== What this task involves ==
Report how many lines in the listing below include the string "process", and write nothing more.
........
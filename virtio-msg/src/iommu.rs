//! Software IOMMU (spec.md §4.10): translate a guest VA into a host PA
//! either via local pagemap inspection or via a wire round-trip carried by
//! the proxy that owns the bus.
//!
//! Grounded on `virtio_msg_bus_pagemap_translate` in
//! `examples/original_source/hw/virtio/virtio-msg-bus.c`. The original
//! calls `address_space_map` (QEMU's guest-RAM-region-to-host-VA mapper)
//! before resolving host VA → host PA via `/proc/self/pagemap`; the two
//! steps are kept distinct here too, with the first delegated to the
//! [`crate::bus::AddressSpace`] a carrier hands back from
//! `get_remote_as()`.

use std::fs::File;
use std::io::{Read, Seek, SeekFrom};

use crate::bus::AddressSpace;
use crate::error::{Error, Result};
use crate::msg::{IOMMU_PAGE_MASK, IOMMU_PAGE_SIZE, IOMMU_PROT_RW};

/// Present-page bit of a `/proc/self/pagemap` entry (see `pagemap.txt` in
/// the Linux kernel docs).
const PAGEMAP_PRESENT: u64 = 1 << 63;
/// Low 55 bits of a present entry are the physical frame number.
const PAGEMAP_PFN_MASK: u64 = (1 << 55) - 1;

/// Local VA→PA resolver, valid only when the translating endpoint shares
/// the host process with the memory it's resolving (spec.md §4.10).
pub struct PagemapTranslator {
    pagemap: File,
}

impl PagemapTranslator {
    pub fn open() -> Result<Self> {
        Ok(PagemapTranslator {
            pagemap: File::open("/proc/self/pagemap")?,
        })
    }

    fn virt_to_phys(&self, hva: u64) -> Result<u64> {
        let page = hva / IOMMU_PAGE_SIZE;
        let mut f = &self.pagemap;
        f.seek(SeekFrom::Start(page * 8))?;
        let mut buf = [0u8; 8];
        f.read_exact(&mut buf)?;
        let entry = u64::from_le_bytes(buf);
        if entry & PAGEMAP_PRESENT == 0 {
            return Err(Error::TranslationFailed { va: hva });
        }
        let pfn = entry & PAGEMAP_PFN_MASK;
        Ok(pfn * IOMMU_PAGE_SIZE + (hva & IOMMU_PAGE_MASK))
    }

    /// Translate guest-physical `gpa` to a host PA: align down to a 4 KiB
    /// page, map it into this process via `address_space`, resolve via
    /// pagemap, unmap, then re-add the in-page offset (spec.md §4.10).
    pub fn translate(
        &self,
        address_space: &dyn AddressSpace,
        gpa: u64,
        prot: u8,
    ) -> Result<(u64, u8)> {
        let aligned = gpa & !IOMMU_PAGE_MASK;
        let page_off = gpa & IOMMU_PAGE_MASK;
        let hva = address_space.map(aligned, IOMMU_PAGE_SIZE as usize)?;
        let result = self.virt_to_phys(hva);
        address_space.unmap(hva, IOMMU_PAGE_SIZE as usize);
        result.map(|hpa| (hpa + page_off, prot))
    }
}

/// Which translation path a bus uses (spec.md §6 `iommu` option).
pub enum IommuStrategy {
    /// `iommu = none`: translation is the identity function.
    Disabled,
    /// `iommu = "pagemap"`: resolve locally, no wire round-trip.
    Pagemap(PagemapTranslator),
    /// `iommu = "xen-gfn2mfn"`: resolve via an `IOMMU_TRANSLATE` request to
    /// the peer (the proxy layer owns issuing that request).
    Remote,
}

impl IommuStrategy {
    pub fn from_config(mode: &str) -> Result<Self> {
        match mode {
            "none" => Ok(IommuStrategy::Disabled),
            "pagemap" => Ok(IommuStrategy::Pagemap(PagemapTranslator::open()?)),
            "xen-gfn2mfn" => Ok(IommuStrategy::Remote),
            other => Err(Error::PeerProtocolViolation(format!(
                "unrecognized iommu mode {other:?}"
            ))),
        }
    }

    pub fn requires_wire_roundtrip(&self) -> bool {
        matches!(self, IommuStrategy::Remote)
    }
}

/// Identity mapping used when the IOMMU is disabled (spec.md §4.10: "When
/// IOMMU is disabled, translation returns identity (`va == pa`) with
/// `RW`").
pub fn identity(va: u64) -> (u64, u8) {
    (va, IOMMU_PROT_RW)
}

/// An [`AddressSpace`] for the case where the translating endpoint already
/// fronts the memory it's resolving directly — no separate
/// guest-physical-to-host-virtual map step is needed, so `map` is the
/// identity function. Used by both proxies' `Pagemap` strategy, which still
/// needs a real `/proc/self/pagemap` lookup afterward.
pub struct IdentityAddressSpace;

impl AddressSpace for IdentityAddressSpace {
    fn map(&self, gpa: u64, _len: usize) -> Result<u64> {
        Ok(gpa)
    }
    fn unmap(&self, _hva: u64, _len: usize) {}
}

#[cfg(test)]
mod tests {
    use super::*;

    #[test]
    fn disabled_strategy_is_identity() {
        let (pa, prot) = identity(0x4000);
        assert_eq!(pa, 0x4000);
        assert_eq!(prot, IOMMU_PROT_RW);
    }

    #[test]
    fn unknown_mode_is_an_error() {
        assert!(IommuStrategy::from_config("bogus").is_err());
    }

    #[test]
    fn pagemap_translate_resolves_a_live_local_page() {
        let buf = vec![0u8; 8192];
        let gpa = buf.as_ptr() as u64 & !IOMMU_PAGE_MASK;
        let translator = match PagemapTranslator::open() {
            Ok(t) => t,
            // /proc/self/pagemap can be permission-denied in restricted
            // sandboxes; skip rather than fail in that environment.
            Err(_) => return,
        };
        let result = translator.translate(&IdentityAddressSpace, gpa, IOMMU_PROT_RW);
        if let Ok((pa, prot)) = result {
            assert_eq!(prot, IOMMU_PROT_RW);
            assert_ne!(pa, 0);
        }
    }
}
........
== Problem solution ==
2